[Saved data entries]
//! Router state handed explicitly to renderers and hydrators.

use serde::Serialize;
use trellis_core::RouteParams;
use trellis_data::{LoadResult, LoaderResultSet};
use trellis_router::MatchedSegment;

/// One level of the matched chain as the view sees it.
#[derive(Debug, Clone, PartialEq, Serialize)]
pub struct SegmentContext {
    pub route_id: String,
    pub params: RouteParams,
}

/// Current location, matched chain and loader data for one render.
#[derive(Debug, Clone, PartialEq, Serialize)]
pub struct RouterContext {
    pub pathname: String,
    /// Query string without the leading `?`.
    pub search: String,
    /// Params of every level merged; inner levels win on conflict.
    pub params: RouteParams,
    pub segments: Vec<SegmentContext>,
    pub data: LoaderResultSet,
}

impl RouterContext {
    pub fn new(
        pathname: impl Into<String>,
        search: impl Into<String>,
        chain: &[MatchedSegment],
        data: LoaderResultSet,
    ) -> Self {
        let segments: Vec<SegmentContext> = chain
            .iter()
            .map(|segment| SegmentContext {
                route_id: segment.id().to_string(),
                params: segment.params.clone(),
            })
            .collect();
        let params = segments
            .iter()
            .flat_map(|s| s.params.iter())
            .map(|(k, v)| (k.clone(), v.clone()))
            .collect();

        Self {
            pathname: pathname.into(),
            search: search.into(),
            params,
            segments,
            data,
        }
    }

    pub fn param(&self, name: &str) -> Option<&str> {
        self.params.get(name).map(String::as_str)
    }

    /// Route id of the innermost level.
    pub fn route_id(&self) -> Option<&str> {
        self.segments.last().map(|s| s.route_id.as_str())
    }

    /// Loader result of the innermost level.
    pub fn page_data(&self) -> Option<&LoadResult> {
        self.data.last()
    }
}

#[cfg(test)]
mod tests {
    use serde_json::json;
    use trellis_router::RouteTable;

    use super::*;

    #[test]
    fn test_context_from_chain() {
        let table = RouteTable::from_files(["index.rs", "teams/[team].rs", "teams/[team]/[id].rs"]).unwrap();
        let chain = table.match_path("/teams/core/9");
        let data = LoaderResultSet::new(vec![
            LoadResult::empty(),
            LoadResult::empty(),
            LoadResult::props(json!({ "id": "9" })),
        ]);

        let ctx = RouterContext::new("/teams/core/9", "tab=x", &chain, data);

        assert_eq!(ctx.param("team"), Some("core"));
        assert_eq!(ctx.param("id"), Some("9"));
        assert_eq!(ctx.route_id(), Some("teams/[team]/[id]"));
        assert_eq!(ctx.segments.len(), 3);
        assert_eq!(ctx.page_data(), Some(&LoadResult::props(json!({ "id": "9" }))));
    }
}
//! Request spans and timing summaries.

use tracing::Span;
use trellis_core::{Request, TimingContext};

/// Span wrapping all work for one request.
pub fn request_span(request: &Request) -> Span {
    tracing::info_span!(
        "request",
        request_id = %request.id(),
        method = %request.method(),
        path = request.pathname(),
    )
}

/// Log how long the request took to reach each milestone.
pub fn record_timing(timing: &TimingContext, status: u16) {
    let ms = |d: Option<std::time::Duration>| d.map(|d| d.as_millis() as u64);
    tracing::info!(
        status,
        time_to_data_ms = ms(timing.time_to_data()),
        time_to_first_byte_ms = ms(timing.time_to_first_byte()),
        total_ms = timing.elapsed().as_millis() as u64,
        "request finished"
    );
}

#[cfg(test)]
mod tests {
    use super::*;

    #[test]
    fn test_request_span_builds_without_subscriber() {
        let request = Request::get("http://localhost/users/42").unwrap();
        let span = request_span(&request);
        let _guard = span.enter();
        record_timing(&TimingContext::new(), 200);
    }
}
//! Client fetch errors.

use trellis_data::WireError;

/// Why a cache entry failed to load.
#[derive(Debug, Clone, PartialEq, thiserror::Error)]
pub enum CacheError {
    /// Error raised by the server, shipped in development mode.
    #[error("{0}")]
    Remote(WireError),

    /// Opaque failure; details are withheld outside development.
    #[error("invariant")]
    Invariant,

    /// The request never produced a response.
    #[error("transport failed: {0}")]
    Transport(String),

    /// The response body was not a valid envelope.
    #[error("failed to decode response: {0}")]
    Decode(String),
}

impl CacheError {
    pub fn transport(message: impl std::fmt::Display) -> Self {
        Self::Transport(message.to_string())
    }

    /// Decoding failures are deterministic; retrying cannot help.
    pub fn is_retryable(&self) -> bool {
        !matches!(self, Self::Decode(_))
    }

    /// The transported server error, if any.
    pub fn remote(&self) -> Option<&WireError> {
        match self {
            Self::Remote(wire) => Some(wire),
            _ => None,
        }
    }
}
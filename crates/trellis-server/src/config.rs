//! Application configuration.

use std::path::{Path, PathBuf};

use serde::{Deserialize, Serialize};
use trellis_cache::DATA_PARAM;
use trellis_core::Mode;
use trellis_streaming::EmptyBodyPolicy;

use crate::error::ServerError;

/// Default global the embedded data is assigned to.
pub const DATA_GLOBAL: &str = "__TRELLIS_DATA__";

/// Configuration for a trellis application.
#[derive(Debug, Clone, PartialEq, Eq, Serialize, Deserialize)]
#[serde(default)]
pub struct AppConfig {
    /// Application name, used in logs.
    pub name: String,
    /// Development or production.
    pub mode: Mode,
    /// Path of the HTML template.
    pub template: Option<PathBuf>,
    /// Query parameter selecting the data endpoint.
    pub data_param: String,
    /// Window global carrying the embedded loader results.
    pub data_global: String,
    /// What to send when a page renders to nothing.
    pub empty_body: EmptyBodyPolicy,
    /// Body of 404 responses.
    pub not_found_body: String,
}

impl Default for AppConfig {
    fn default() -> Self {
        Self {
            name: "trellis".to_string(),
            mode: Mode::default(),
            template: None,
            data_param: DATA_PARAM.to_string(),
            data_global: DATA_GLOBAL.to_string(),
            empty_body: EmptyBodyPolicy::default(),
            not_found_body: "Not Found".to_string(),
        }
    }
}

impl AppConfig {
    /// Create a new configuration with the given app name.
    pub fn new(name: impl Into<String>) -> Self {
        Self {
            name: name.into(),
            ..Default::default()
        }
    }

    /// Defaults with the mode taken from `TRELLIS_ENV`.
    pub fn from_env() -> Self {
        Self {
            mode: Mode::from_env(),
            ..Default::default()
        }
    }

    /// Parse from TOML. Missing keys keep their defaults.
    pub fn from_toml_str(text: &str) -> Result<Self, ServerError> {
        toml::from_str(text).map_err(|e| ServerError::Config(e.to_string()))
    }

    /// Read a TOML file. A relative template path resolves against the file's directory.
    pub fn load(path: impl AsRef<Path>) -> Result<Self, ServerError> {
        let path = path.as_ref();
        let text = std::fs::read_to_string(path)
            .map_err(|e| ServerError::Config(format!("{}: {}", path.display(), e)))?;
        let mut config = Self::from_toml_str(&text)?;

        if let (Some(template), Some(dir)) = (&config.template, path.parent()) {
            if template.is_relative() {
                config.template = Some(dir.join(template));
            }
        }
        Ok(config)
    }

    /// Serialize to TOML.
    pub fn to_toml_string(&self) -> Result<String, ServerError> {
        toml::to_string_pretty(self).map_err(|e| ServerError::Config(e.to_string()))
    }

    pub fn with_mode(mut self, mode: Mode) -> Self {
        self.mode = mode;
        self
    }

    pub fn with_template(mut self, path: impl Into<PathBuf>) -> Self {
        self.template = Some(path.into());
        self
    }

    pub fn with_data_param(mut self, param: impl Into<String>) -> Self {
        self.data_param = param.into();
        self
    }

    pub fn with_data_global(mut self, global: impl Into<String>) -> Self {
        self.data_global = global.into();
        self
    }

    pub fn with_empty_body(mut self, policy: EmptyBodyPolicy) -> Self {
        self.empty_body = policy;
        self
    }

    pub fn with_not_found_body(mut self, body: impl Into<String>) -> Self {
        self.not_found_body = body.into();
        self
    }
}
//! Concurrent loader execution over a matched route chain.

use std::sync::Arc;
use std::time::Instant;

use futures::future::try_join_all;
use trellis_core::Request;
use trellis_data::{LoadResult, LoaderResultSet};
use trellis_router::MatchedSegment;

use crate::error::LoaderError;
use crate::module::PageModule;
use crate::resolve::ModuleLoader;

/// Modules and loader results for one matched chain, index-aligned.
#[derive(Debug, Clone)]
pub struct ExecutedChain {
    pub modules: Vec<Arc<PageModule>>,
    pub results: LoaderResultSet,
}

/// Runs every loader in a chain concurrently.
#[derive(Debug, Clone, Copy, Default)]
pub struct LoaderExecutor;

impl LoaderExecutor {
    /// Resolve the chain's modules, then run all loaders at once.
    ///
    /// The first failure cancels the remaining loaders. A route without a
    /// loader contributes [`LoadResult::empty`].
    pub async fn run(
        request: &Request,
        chain: &[MatchedSegment],
        modules: &dyn ModuleLoader,
    ) -> Result<ExecutedChain, LoaderError> {
        let resolved = try_join_all(chain.iter().map(|segment| modules.resolve(segment.id()))).await?;

        let started = Instant::now();
        let loads = chain.iter().zip(&resolved).map(|(segment, module)| async move {
            let Some(loader) = module.loader() else {
                return Ok(LoadResult::empty());
            };
            let begun = Instant::now();
            let result = loader
                .load(request, &segment.params)
                .await
                .map_err(|e| e.in_route(segment.id()))?;
            tracing::debug!(
                route = segment.id(),
                duration_ms = begun.elapsed().as_millis() as u64,
                redirect = result.is_redirect(),
                "loader finished"
            );
            Ok::<_, LoaderError>(result)
        });

        let results = match try_join_all(loads).await {
            Ok(results) => results,
            Err(error) => {
                tracing::warn!(error = %error, "loader chain failed");
                return Err(error);
            }
        };

        tracing::debug!(
            loaders = results.len(),
            duration_ms = started.elapsed().as_millis() as u64,
            "loaders settled"
        );

        Ok(ExecutedChain {
            modules: resolved,
            results: LoaderResultSet::new(results),
        })
    }
}
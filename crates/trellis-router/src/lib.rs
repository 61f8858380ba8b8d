//! File-based routing for trellis.
//!
//! Route files under a routes directory define both URL patterns and layout
//! nesting:
//!
//! ```text
//! routes/
//! ├── index.rs          -> /            (root, wraps every other route)
//! ├── about.rs          -> /about
//! ├── users.rs          -> /users       (layout for users/)
//! ├── users/
//! │   ├── index.rs      -> /users
//! │   └── [id].rs       -> /users/:id
//! └── blog/
//!     └── [...slug].rs  -> /blog/*slug
//! ```
//!
//! # Usage
//!
//! ```rust,ignore
//! use trellis_router::prelude::*;
//!
//! let table = RouteTable::builder()
//!     .file("index.rs")
//!     .file("users/[id].rs")
//!     .build()?;
//!
//! let chain = table.match_path("/users/42");
//! assert_eq!(chain.len(), 2);
//! assert_eq!(chain[1].params["id"], "42");
//! ```

pub mod prelude;
mod error;
mod matcher;
mod pattern;
mod table;

pub use error::*;
pub use matcher::*;
pub use pattern::{route_id, RoutePattern, Segment};
pub use table::*;
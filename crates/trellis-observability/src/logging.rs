//! Subscriber initialisation.

use serde::{Deserialize, Serialize};
use tracing_subscriber::layer::SubscriberExt;
use tracing_subscriber::util::{SubscriberInitExt, TryInitError};
use tracing_subscriber::EnvFilter;
use trellis_core::Mode;

/// Output format for logs.
#[derive(Debug, Clone, Copy, PartialEq, Eq, Default, Serialize, Deserialize)]
#[serde(rename_all = "lowercase")]
pub enum LogFormat {
    /// JSON lines, for production log aggregation.
    #[default]
    Json,
    /// Human-readable, for development.
    Human,
}

impl LogFormat {
    /// Default format for the process mode.
    pub fn for_mode(mode: Mode) -> Self {
        match mode {
            Mode::Development => Self::Human,
            Mode::Production => Self::Json,
        }
    }
}

/// Default filter when `RUST_LOG` is unset.
pub const DEFAULT_FILTER: &str = "info,trellis=debug";

/// Install the global subscriber writing to stderr. `RUST_LOG` overrides
/// `default_filter`.
///
/// Fails if a global subscriber is already set.
pub fn init_logging(format: LogFormat, default_filter: &str) -> Result<(), TryInitError> {
    let filter = EnvFilter::try_from_default_env().unwrap_or_else(|_| EnvFilter::new(default_filter));
    let registry = tracing_subscriber::registry().with(filter);

    match format {
        LogFormat::Json => registry
            .with(tracing_subscriber::fmt::layer().json().with_current_span(true).with_writer(std::io::stderr))
            .try_init(),
        LogFormat::Human => registry
            .with(tracing_subscriber::fmt::layer().with_target(false).with_writer(std::io::stderr))
            .try_init(),
    }
}

#[cfg(test)]
mod tests {
    use super::*;

    #[test]
    fn test_format_for_mode() {
        assert_eq!(LogFormat::for_mode(Mode::Development), LogFormat::Human);
        assert_eq!(LogFormat::for_mode(Mode::Production), LogFormat::Json);
    }

    #[test]
    fn test_second_init_fails() {
        let _ = init_logging(LogFormat::Human, DEFAULT_FILTER);
        assert!(init_logging(LogFormat::Json, DEFAULT_FILTER).is_err());
    }
}
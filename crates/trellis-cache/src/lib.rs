//! Client-side stale-while-revalidate cache for loader data.
//!
//! This crate provides:
//! - `CacheKey` - `pathname?search` keys without the data parameter
//! - `SwrStore` - Per-key state machine with single in-flight fetches
//! - `CacheState` / `Resource` - Published state and the consumer view
//! - `DataFetcher` - Fetches over a `Transport` from the data endpoint
//! - `RetryPolicy` - Bounded retry with backoff
//!
//! # Example
//!
//! ```ignore
//! let fetcher = DataFetcher::new(transport, Mode::from_env());
//! let store = SwrStore::new(Arc::new(fetcher), SwrOptions::default());
//!
//! let value = store.get(&CacheKey::new("/users/42", "")).await?;
//! ```

mod error;
mod fetch;
mod key;
mod options;
mod retry;
mod state;
mod store;

pub use error::*;
pub use fetch::*;
pub use key::*;
pub use options::*;
pub use retry::*;
pub use state::*;
pub use store::*;
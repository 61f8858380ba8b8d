//! Prelude for convenient imports.
//!
//! ```rust,ignore
//! use trellis_server::prelude::*;
//! ```

pub use trellis_core::{Mode, Request, RouteParams};
pub use trellis_data::{LoadResult, LoaderResultSet, PageMeta};
pub use trellis_executor::{component_fn, loader_fn, ComponentProps, LoaderError, PageModule, RenderError};
pub use trellis_router::RouteTable;

pub use crate::{App, AppBuilder, AppConfig, Body, Dispatch, Renderer, RouterContext, ServerError};
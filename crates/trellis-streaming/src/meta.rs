//! Head markup from page metadata.

use trellis_data::PageMeta;

/// Render metadata to head markup. Every value is escaped.
pub fn render_meta(meta: Option<&PageMeta>) -> String {
    let Some(meta) = meta else {
        return String::new();
    };

    let mut html = String::new();

    if let Some(title) = &meta.title {
        html.push_str(&format!("<title>{}</title>\n", escape_html(title)));
    }

    if let Some(description) = &meta.description {
        html.push_str(&format!(
            "<meta name=\"description\" content=\"{}\">\n",
            escape_html(description)
        ));
    }

    for tag in &meta.tags {
        html.push_str(&format!(
            "<meta name=\"{}\" content=\"{}\">\n",
            escape_html(&tag.name),
            escape_html(&tag.content)
        ));
    }

    for link in &meta.links {
        html.push_str(&format!(
            "<link rel=\"{}\" href=\"{}\">\n",
            escape_html(&link.rel),
            escape_html(&link.href)
        ));
    }

    html
}

/// Escape text for element content and quoted attribute values.
pub fn escape_html(s: &str) -> String {
    let mut out = String::with_capacity(s.len());
    for c in s.chars() {
        match c {
            '&' => out.push_str("&amp;"),
            '<' => out.push_str("&lt;"),
            '>' => out.push_str("&gt;"),
            '"' => out.push_str("&quot;"),
            '\'' => out.push_str("&#39;"),
            _ => out.push(c),
        }
    }
    out
}
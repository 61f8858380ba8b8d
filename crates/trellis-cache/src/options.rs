//! Store configuration.

use std::time::Duration;

use crate::retry::{BackoffStrategy, RetryPolicy};

/// Freshness and revalidation settings for [`SwrStore`](crate::SwrStore).
#[derive(Debug, Clone, PartialEq, Eq)]
pub struct SwrOptions {
    /// Age below which a value is served without revalidating.
    pub fresh_age: Duration,
    /// Further age during which a value is served while revalidating.
    /// Older values are discarded and refetched.
    pub stale_age: Duration,
    pub revalidate_on_focus: bool,
    pub revalidate_on_network: bool,
    pub retry: RetryPolicy,
}

impl Default for SwrOptions {
    fn default() -> Self {
        Self {
            fresh_age: Duration::from_secs(2),
            stale_age: Duration::from_secs(30),
            revalidate_on_focus: true,
            revalidate_on_network: true,
            retry: RetryPolicy::default(),
        }
    }
}

impl SwrOptions {
    pub fn with_fresh_age(mut self, age: Duration) -> Self {
        self.fresh_age = age;
        self
    }

    pub fn with_stale_age(mut self, age: Duration) -> Self {
        self.stale_age = age;
        self
    }

    pub fn with_revalidate_on_focus(mut self, enabled: bool) -> Self {
        self.revalidate_on_focus = enabled;
        self
    }

    pub fn with_revalidate_on_network(mut self, enabled: bool) -> Self {
        self.revalidate_on_network = enabled;
        self
    }

    pub fn with_max_retry_count(mut self, count: u32) -> Self {
        self.retry.max_retries = count;
        self
    }

    pub fn with_backoff(mut self, backoff: BackoffStrategy) -> Self {
        self.retry.backoff = backoff;
        self
    }
}
//! Streamed HTML composition.
//!
//! This crate turns a template and a lazily rendered body into a response:
//! - `Template` - Marker validation and substitution
//! - `render_meta` - Escaped head markup from page metadata
//! - `compose` - Prefix on first chunk, suffix at end
//! - `ResponseSink` - Backpressure-aware writes into any transport
//! - `FlushPolicy` - Explicit flush control

mod compose;
mod error;
mod flush;
mod meta;
mod sink;
mod template;

pub use compose::*;
pub use error::*;
pub use flush::*;
pub use meta::*;
pub use sink::*;
pub use template::*;
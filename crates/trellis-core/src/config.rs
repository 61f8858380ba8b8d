//! Process-wide mode switch.

use serde::{Deserialize, Serialize};

/// Selects between the live-reloading development pipeline and the
/// prebuilt production bundle.
///
/// Read once at startup and never changed afterwards.
#[derive(Debug, Clone, Copy, PartialEq, Eq, Default, Serialize, Deserialize)]
#[serde(rename_all = "lowercase")]
pub enum Mode {
    #[default]
    Development,
    Production,
}

impl Mode {
    /// Environment variable consulted by [`Mode::from_env`].
    pub const ENV_VAR: &'static str = "TRELLIS_ENV";

    /// Read the mode from `TRELLIS_ENV`.
    pub fn from_env() -> Self {
        Self::parse(std::env::var(Self::ENV_VAR).ok().as_deref())
    }

    /// `production`/`prod` (any case) select production; anything else is development.
    pub fn parse(value: Option<&str>) -> Self {
        match value.map(|v| v.trim().to_ascii_lowercase()).as_deref() {
            Some("production") | Some("prod") => Self::Production,
            _ => Self::Development,
        }
    }

    /// Check if detailed errors may be exposed.
    pub fn is_development(&self) -> bool {
        matches!(self, Self::Development)
    }

    /// Get the name of this mode.
    pub fn name(&self) -> &'static str {
        match self {
            Self::Development => "development",
            Self::Production => "production",
        }
    }
}

impl std::fmt::Display for Mode {
    fn fmt(&self, f: &mut std::fmt::Formatter<'_>) -> std::fmt::Result {
        write!(f, "{}", self.name())
    }
}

PROBLEM – Copy every line of the data that carries the word "SwrStore".

OUTPUT BELOW –
//! - `SwrStore` - Per-key state machine with single in-flight fetches
//! let store = SwrStore::new(Arc::new(fetcher), SwrOptions::default());
/// Freshness and revalidation settings for [`SwrStore`](crate::SwrStore).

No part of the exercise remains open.